Soooo.. Here is my question.

I work with pointclouds of scanned surfaces, which I convert to meshes in the end. Doesn't really matter which. The basic idea is to rip textures off real life things like cement or woodgrains or whatever really, and get that scanned data converted to a heightmap. The problem is that it's rare we get a scan of something in the real world that is relatively flat like it needs to be in a heightmap. So I have several methods for flattening these pointclouds enough that I can get a uniformly flat heightmap, while still retaining the micro details of the texture, but none of my methods are quick or that reliable.

SO to reiterate, I need a way to flatten within a certain tolerance, so it conforms the general form of the scan to a plane, with minimal loss of texture detail.

Any advice on this would be extremely awesome.
read 619 times
5/29/2015 1:56:48 PM (last edit: 5/29/2015 1:56:48 PM)
show user profile  TheShrike
I also want to explain, in a separate message my current method to do this. First, I convert Pointcloud to STL, and import it into Zbrush.

I take the curved, super high density mesh and decimate it, then use that lo density mesh to project the details from the hi to the lo. I do this level by level of subdivision, so in the end I have a 7 or 8 level mesh, with the highest level accurately representing the detail of the original scan. I auto UV the lowest SubD, then I flatten it entirely. When I go back up to the highest level, the detail is still there so all is pretty well at this point. THis is where I run into some issues. I try to make a displacement map out of Zbrush but am limited by the 8192x8192 texture output. I need textures much larger than that, that in the end, need to be 1270 DPI. I can convert the DPI in Photoshop but obviously I need to start with pretty huge textures to not lose any quality.

So... what I do as a workaround from here is export my Hi Poly and lo Poly and try to use Xnormal, since it can export larger textures. I just have not had as much luck in Xnormal getting nice heightmaps. Even with 4x anti-aliasing and big bucket sizes, I get a lot of blocky, lame inconsistencies. It looks way different than my ZBrush disp. maps. I have tried using cages on the lo poly to get a bigger projection range, but I am not happy with the results still, just lots of garbagy projection going on. Using the tonemapper doesnt help either.

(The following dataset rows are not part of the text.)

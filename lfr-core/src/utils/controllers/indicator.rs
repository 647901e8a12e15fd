//! Status indicator LED and the start-trigger arming wait.
//!
//! Drives a single addressable LED via `SmartLedsWrite`. While a start
//! trigger is wired, the robot holds position at the gate, toggling the
//! indicator every 25 ms, and launches the moment the trigger drops.

use embassy_time::Timer;
use embedded_hal::digital::InputPin;
use smart_leds_trait::{SmartLedsWrite, RGB8};

/// Half-period of the arming blink.
const BLINK_INTERVAL_MS: u64 = 25;

/// Single status LED with on/off state tracking.
pub struct Indicator<Driver> {
    driver: Driver,
    lit: bool,
}

impl<Driver, E> Indicator<Driver>
where
    Driver: SmartLedsWrite<Color = RGB8, Error = E>,
{
    /// Wrap an LED driver; the indicator starts dark.
    pub fn new(driver: Driver) -> Self {
        Self { driver, lit: false }
    }

    /// Switch the LED on (white) or off (black).
    pub fn set(&mut self, lit: bool) -> Result<(), E> {
        self.lit = lit;
        let color = if lit {
            RGB8 {
                r: 255,
                g: 255,
                b: 255,
            }
        } else {
            RGB8 { r: 0, g: 0, b: 0 }
        };
        self.driver.write(core::iter::once(color))
    }

    /// Flip the LED state.
    pub fn toggle(&mut self) -> Result<(), E> {
        self.set(!self.lit)
    }
}

/// Block until the start trigger reads low, blinking the indicator.
///
/// Indicator write failures are logged and do not stall arming; a
/// trigger read failure aborts the wait.
pub async fn wait_for_start<T, Driver, E>(
    trigger: &mut T,
    indicator: &mut Indicator<Driver>,
) -> Result<(), T::Error>
where
    T: InputPin,
    Driver: SmartLedsWrite<Color = RGB8, Error = E>,
    E: core::fmt::Debug,
{
    tracing::info!("holding at start gate");
    while trigger.is_high()? {
        if let Err(e) = indicator.toggle() {
            tracing::warn!("indicator write failed: {:?}", e);
        }
        Timer::after_millis(BLINK_INTERVAL_MS).await;
    }
    if let Err(e) = indicator.set(false) {
        tracing::warn!("indicator write failed: {:?}", e);
    }
    tracing::info!("start trigger released");
    Ok(())
}
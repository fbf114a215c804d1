//! Script files: statements, blocks and the variables they assign.
//!
//! A script is a list of lines. `if <cmd>` and `while <cmd>` open a block that
//! runs until the matching `end`; an `if` block may instead be closed by
//! `else`, whose own block then runs until `end`. `name = value` lines assign
//! script variables, which later commands reference as `$name` or `${name}`.

use crate::expand::Expander;
use crate::parser::{self, ParseError, Pipeline};
use regex::Regex;
use std::collections::HashMap;
use std::sync::OnceLock;
use thiserror::Error;

/// One line of a script after classification.
#[derive(Debug)]
pub enum Statement {
    /// A pipeline, parsed when the script was loaded.
    Command {
        text: String,
        pipeline: Result<Option<Pipeline>, ParseError>,
    },
    /// Raw `name=value` text.
    Assignment { text: String },
    /// The condition is a command line, run each time the statement is reached.
    If { condition: String, body: Block },
    /// Runs when the `If` right before it had a failing condition.
    Else { body: Block },
    While { condition: String, body: Block },
}

/// An ordered list of statements.
#[derive(Debug, Default)]
pub struct Block {
    statements: Vec<Statement>,
}

impl Block {
    pub fn statements(&self) -> &[Statement] {
        &self.statements
    }

    pub fn len(&self) -> usize {
        self.statements.len()
    }

    pub fn is_empty(&self) -> bool {
        self.statements.is_empty()
    }
}

// Deeply nested scripts would otherwise recurse once per level.
impl Drop for Block {
    fn drop(&mut self) {
        let mut pending = std::mem::take(&mut self.statements);
        while let Some(statement) = pending.pop() {
            match statement {
                Statement::If { mut body, .. }
                | Statement::Else { mut body }
                | Statement::While { mut body, .. } => pending.append(&mut body.statements),
                Statement::Command { .. } | Statement::Assignment { .. } => {}
            }
        }
    }
}

/// Structural problems found while loading a script. Lines are 1-based.
#[derive(Debug, Clone, PartialEq, Eq, Error)]
pub enum ScriptError {
    #[error("line {line}: 'end' without an open block")]
    UnexpectedEnd { line: usize },
    #[error("line {line}: 'else' without a matching 'if'")]
    UnexpectedElse { line: usize },
    #[error("line {line}: '{keyword}' block is never closed with 'end'")]
    Unterminated { keyword: &'static str, line: usize },
}

enum Opener {
    Root,
    If(String),
    Else,
    While(String),
}

impl Opener {
    fn keyword(&self) -> &'static str {
        match self {
            Opener::Root => "script",
            Opener::If(_) => "if",
            Opener::Else => "else",
            Opener::While(_) => "while",
        }
    }
}

struct Frame {
    opener: Opener,
    line: usize,
    statements: Vec<Statement>,
}

impl Frame {
    fn new(opener: Opener, line: usize) -> Self {
        Self {
            opener,
            line,
            statements: Vec::new(),
        }
    }

    fn close(self) -> Statement {
        let body = Block {
            statements: self.statements,
        };
        match self.opener {
            Opener::If(condition) => Statement::If { condition, body },
            Opener::Else => Statement::Else { body },
            Opener::While(condition) => Statement::While { condition, body },
            Opener::Root => unreachable!("the root frame is never closed"),
        }
    }
}

/// Builds the statement tree for a whole script.
///
/// Command lines are parsed up front with `expander`; a line that fails to
/// parse is kept with its error and reported when it is reached.
pub fn parse_script(text: &str, expander: &dyn Expander) -> Result<Block, ScriptError> {
    let mut stack = vec![Frame::new(Opener::Root, 0)];

    for (index, raw) in text.split('\n').enumerate() {
        let line = index + 1;
        let trimmed = raw.trim();
        if trimmed.is_empty() || trimmed.starts_with('#') {
            continue;
        }

        if let Some(condition) = trimmed.strip_prefix("if ") {
            stack.push(Frame::new(Opener::If(condition.trim().to_string()), line));
        } else if trimmed == "else" {
            if stack.len() < 2 || !matches!(stack[stack.len() - 1].opener, Opener::If(_)) {
                return Err(ScriptError::UnexpectedElse { line });
            }
            close_top(&mut stack);
            stack.push(Frame::new(Opener::Else, line));
        } else if let Some(condition) = trimmed.strip_prefix("while ") {
            stack.push(Frame::new(Opener::While(condition.trim().to_string()), line));
        } else if trimmed == "end" {
            if stack.len() < 2 {
                return Err(ScriptError::UnexpectedEnd { line });
            }
            close_top(&mut stack);
        } else {
            let statement = if trimmed.contains('=') {
                Statement::Assignment {
                    text: trimmed.to_string(),
                }
            } else {
                Statement::Command {
                    text: trimmed.to_string(),
                    pipeline: parser::parse(trimmed, expander),
                }
            };
            push_statement(&mut stack, statement);
        }
    }

    if stack.len() > 1 {
        let open = &stack[stack.len() - 1];
        return Err(ScriptError::Unterminated {
            keyword: open.opener.keyword(),
            line: open.line,
        });
    }
    let root = stack.pop().map(|frame| frame.statements).unwrap_or_default();
    log::debug!("loaded script with {} top-level statement(s)", root.len());
    Ok(Block { statements: root })
}

fn close_top(stack: &mut Vec<Frame>) {
    if let Some(frame) = stack.pop() {
        let statement = frame.close();
        push_statement(stack, statement);
    }
}

fn push_statement(stack: &mut [Frame], statement: Statement) {
    if let Some(frame) = stack.last_mut() {
        frame.statements.push(statement);
    }
}

fn variable_pattern() -> &'static Regex {
    static PATTERN: OnceLock<Regex> = OnceLock::new();
    PATTERN.get_or_init(|| {
        Regex::new(r"^\$(?:\{([A-Za-z_][A-Za-z0-9_]*)\}|([A-Za-z_][A-Za-z0-9_]*))$")
            .expect("variable pattern is valid")
    })
}

/// Variables assigned while a script runs. Starts empty for every script.
#[derive(Debug, Clone, Default)]
pub struct ScriptContext {
    vars: HashMap<String, String>,
}

impl ScriptContext {
    pub fn new() -> Self {
        Self::default()
    }

    pub fn get(&self, name: &str) -> Option<&str> {
        self.vars.get(name).map(String::as_str)
    }

    pub fn set(&mut self, name: impl Into<String>, value: impl Into<String>) {
        self.vars.insert(name.into(), value.into());
    }

    /// Applies `name=value` text, splitting on the first `=` and trimming both sides.
    ///
    /// Returns `false`, changing nothing, when the name is empty.
    pub fn assign(&mut self, text: &str) -> bool {
        let Some((name, value)) = text.split_once('=') else {
            return false;
        };
        let name = name.trim();
        if name.is_empty() {
            return false;
        }
        self.set(name, value.trim());
        true
    }

    /// Replaces a word that is exactly `$name` or `${name}` with the variable's value.
    ///
    /// Anything else, including references to unset variables, comes back unchanged.
    pub fn substitute(&self, word: &str) -> String {
        variable_pattern()
            .captures(word)
            .and_then(|caps| caps.get(1).or_else(|| caps.get(2)))
            .and_then(|name| self.get(name.as_str()))
            .map_or_else(|| word.to_string(), str::to_string)
    }
}
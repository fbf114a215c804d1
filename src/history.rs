use std::collections::VecDeque;

/// Number of lines remembered before the oldest ones are forgotten.
pub const MAX_HISTORY_SIZE: usize = 100;

/// Bounded, chronological record of entered lines.
///
/// Indexes are 1-based and absolute: once the ring is full, the oldest numbers
/// disappear but new lines keep counting up.
#[derive(Debug, Clone)]
pub struct History {
    entries: VecDeque<String>,
    capacity: usize,
    total: usize,
}

impl History {
    pub fn new() -> Self {
        Self::with_capacity(MAX_HISTORY_SIZE)
    }

    pub fn with_capacity(capacity: usize) -> Self {
        Self {
            entries: VecDeque::with_capacity(capacity),
            capacity: capacity.max(1),
            total: 0,
        }
    }

    /// Remembers `line` without its trailing newline. Blank lines are ignored.
    ///
    /// Returns whether the line was recorded.
    pub fn push(&mut self, line: &str) -> bool {
        let line = line.trim_end_matches(['\n', '\r']);
        if line.trim().is_empty() {
            return false;
        }
        if self.entries.len() == self.capacity {
            self.entries.pop_front();
        }
        self.entries.push_back(line.to_string());
        self.total += 1;
        true
    }

    /// All remembered lines with their 1-based index, oldest first.
    pub fn entries(&self) -> Vec<(usize, String)> {
        let first = self.total - self.entries.len() + 1;
        self.entries
            .iter()
            .enumerate()
            .map(|(i, line)| (first + i, line.clone()))
            .collect()
    }

    pub fn len(&self) -> usize {
        self.entries.len()
    }

    pub fn is_empty(&self) -> bool {
        self.entries.is_empty()
    }
}

impl Default for History {
    fn default() -> Self {
        Self::new()
    }
}

#[cfg(test)]
mod tests {
    use super::*;

    #[test]
    fn test_history_add_and_list() {
        let mut history = History::new();
        assert!(history.push("ls -l"));
        assert!(history.push("cd /tmp\n"));
        assert_eq!(history.len(), 2);
        assert_eq!(
            history.entries(),
            vec![(1, "ls -l".to_string()), (2, "cd /tmp".to_string())]
        );
    }

    #[test]
    fn test_blank_lines_are_skipped() {
        let mut history = History::new();
        assert!(!history.push(""));
        assert!(!history.push("\n"));
        assert!(!history.push("   "));
        assert!(history.is_empty());
    }

    #[test]
    fn test_history_circular_buffer() {
        let mut history = History::with_capacity(3);
        for i in 1..=5 {
            history.push(&format!("cmd{i}"));
        }
        assert_eq!(history.len(), 3);
        assert_eq!(
            history.entries(),
            vec![
                (3, "cmd3".to_string()),
                (4, "cmd4".to_string()),
                (5, "cmd5".to_string()),
            ]
        );
    }

    #[test]
    fn test_default_capacity() {
        let mut history = History::default();
        for i in 0..(MAX_HISTORY_SIZE + 10) {
            history.push(&format!("line {i}"));
        }
        assert_eq!(history.len(), MAX_HISTORY_SIZE);
        assert_eq!(history.entries()[0].0, 11);
    }
}
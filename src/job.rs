//! Foreground job tracking.

use crate::command::{ExitCode, JobResult};
use crate::signals;
use anyhow::{Context, Result};
use nix::errno::Errno;
use nix::sys::signal::{Signal, killpg};
use nix::sys::wait::{WaitPidFlag, WaitStatus, waitpid};
use nix::unistd::{Pid, getpgrp, setpgid, tcsetpgrp};

/// The processes launched for one pipeline, grouped under the first one.
#[derive(Debug, Clone, PartialEq, Eq)]
pub struct Job {
    pgid: Pid,
    members: Vec<Pid>,
}

impl Job {
    /// Process group id; also the pid of the first launched stage.
    pub fn pgid(&self) -> Pid {
        self.pgid
    }

    pub fn members(&self) -> &[Pid] {
        &self.members
    }
}

enum Waited {
    Finished(ExitCode),
    Stopped,
}

/// Owner of the foreground job and of jobs that were stopped.
///
/// At most one job is in the foreground. Its process group is published to
/// the signal handlers while it is tracked.
#[derive(Debug, Default)]
pub struct JobControl {
    foreground: Option<Job>,
    suspended: Vec<Job>,
    terminal: bool,
}

impl JobControl {
    /// `terminal` says whether stdin is a terminal that jobs should be given.
    pub fn new(terminal: bool) -> Self {
        Self {
            foreground: None,
            suspended: Vec::new(),
            terminal,
        }
    }

    pub fn terminal(&self) -> bool {
        self.terminal
    }

    /// Process group of the foreground job, if one is tracked.
    pub fn foreground(&self) -> Option<Pid> {
        self.foreground.as_ref().map(Job::pgid)
    }

    /// Jobs that were stopped and have not exited yet.
    pub fn suspended(&self) -> &[Job] {
        &self.suspended
    }

    /// Registers a freshly forked stage and returns the job's process group.
    ///
    /// The first stage starts the job and leads its process group; later
    /// stages join it. The child makes the same `setpgid` call, so whichever
    /// side runs first wins and the other may see `EACCES` or `ESRCH`.
    pub(crate) fn add_member(&mut self, pid: Pid) -> Pid {
        match &mut self.foreground {
            Some(job) => {
                if let Err(e) = setpgid(pid, job.pgid) {
                    log::debug!("setpgid({pid}, {}) from parent: {e}", job.pgid);
                }
                job.members.push(pid);
                job.pgid
            }
            None => {
                if let Err(e) = setpgid(pid, pid) {
                    log::debug!("setpgid({pid}, {pid}) from parent: {e}");
                }
                self.foreground = Some(Job {
                    pgid: pid,
                    members: vec![pid],
                });
                signals::publish_foreground(Some(pid));
                self.hand_terminal_to(pid);
                log::debug!("job {pid} started");
                pid
            }
        }
    }

    /// Stops tracking the foreground job without waiting for it.
    pub fn untrack(&mut self) -> Option<Job> {
        let job = self.foreground.take();
        if job.is_some() {
            signals::publish_foreground(None);
            self.take_terminal_back();
        }
        job
    }

    /// Blocks until the foreground job finishes or stops, then clears it.
    ///
    /// The leader is waited for first, then the other stages in launch order.
    /// Returns `None` when no job was started.
    pub fn wait_foreground(&mut self) -> Result<Option<JobResult>> {
        let Some(job) = self.foreground.clone() else {
            return Ok(None);
        };

        let mut status = 0;
        for (i, &pid) in job.members.iter().enumerate() {
            match wait_for(pid) {
                Ok(Waited::Finished(code)) => status = code,
                Ok(Waited::Stopped) => {
                    let remaining = Job {
                        pgid: job.pgid,
                        members: job.members[i..].to_vec(),
                    };
                    self.untrack();
                    println!("\nStopped: {}", job.pgid);
                    log::info!("job {} stopped", job.pgid);
                    self.suspended.push(remaining);
                    return Ok(Some(JobResult::Stopped { pid: job.pgid }));
                }
                Err(e) => {
                    self.untrack();
                    return Err(e);
                }
            }
        }

        self.untrack();
        log::debug!("job {} finished with status {status}", job.pgid);
        Ok(Some(JobResult::Completed(status)))
    }

    /// Forgets suspended jobs whose process group no longer exists.
    pub fn prune_suspended(&mut self) {
        self.suspended.retain(|job| {
            let alive = killpg(job.pgid, None).is_ok();
            if !alive {
                log::info!("suspended job {} is gone", job.pgid);
            }
            alive
        });
    }

    /// Hangs up every suspended job. Called once when the shell exits.
    pub fn shutdown(&mut self) {
        for job in self.suspended.drain(..) {
            log::debug!("hanging up suspended job {}", job.pgid);
            let _ = killpg(job.pgid, Signal::SIGHUP);
            let _ = killpg(job.pgid, Signal::SIGCONT);
        }
    }

    fn hand_terminal_to(&self, pgid: Pid) {
        if self.terminal {
            if let Err(e) = tcsetpgrp(std::io::stdin(), pgid) {
                log::debug!("cannot give terminal to {pgid}: {e}");
            }
        }
    }

    fn take_terminal_back(&self) {
        if self.terminal {
            if let Err(e) = tcsetpgrp(std::io::stdin(), getpgrp()) {
                log::warn!("cannot take the terminal back: {e}");
            }
        }
    }
}

/// Waits for one specific child, retrying on interruption.
fn wait_for(pid: Pid) -> Result<Waited> {
    loop {
        match waitpid(pid, Some(WaitPidFlag::WUNTRACED)) {
            Ok(WaitStatus::Exited(_, code)) => return Ok(Waited::Finished(code)),
            Ok(WaitStatus::Signaled(_, sig, _)) => {
                log::debug!("{pid} killed by {sig}");
                return Ok(Waited::Finished(128 + sig as i32));
            }
            Ok(WaitStatus::Stopped(..)) => return Ok(Waited::Stopped),
            Ok(other) => log::debug!("ignoring wait status {other:?}"),
            Err(Errno::EINTR) => continue,
            Err(Errno::ECHILD) => {
                log::warn!("{pid} was reaped elsewhere; assuming success");
                return Ok(Waited::Finished(0));
            }
            Err(e) => return Err(e).with_context(|| format!("waitpid({pid}) failed")),
        }
    }
}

ANYWAYS... I am not wild about this whole method anyways, because sometimes scan data is so huge that even ZBrush cant handle it. What I really want is an algorithm that takes non flat point clouds, projects them to a plane with a certain tolerance minimum so as not to lose the fine detail, maybe have some sliders to adjust levels and just spit out an image without having to visualize the giant file. Does this exist, or does someone have a better idea? Again, any help would be awesome.
read 614 times
5/29/2015 2:33:46 PM (last edit: 5/29/2015 2:33:46 PM)
show user profile  Garp
A idea would be to create a low res model of the surface onto which you would bake the height map from the hi res.
A fairly simple way would be to have cube used to defined a point by averaging the positions of the points within it. Then, to get some overlapping, you'd move the cube in one direction of one third of its size and compute a new position. You would scan the entire point cloud this way, in effect creating a second point cloud at a lower res. You'd create your low res surface by meshing the low res cloud with the same algorithm used to mesh the hi res one. You'd then create UVs for the low res by flattening/relaxing it. Then bake.
The trade off between hi res and low res details is controlled by the cube's size.
It's akin in a way to image filtering. I wouldn't be surprised if you could use some existing OpenGL feature to perform it, since OpenGL supports 3D textures, creating a lower res version of the 'texture' using larger texels. In any case, the whole process would be very easy to parallelize.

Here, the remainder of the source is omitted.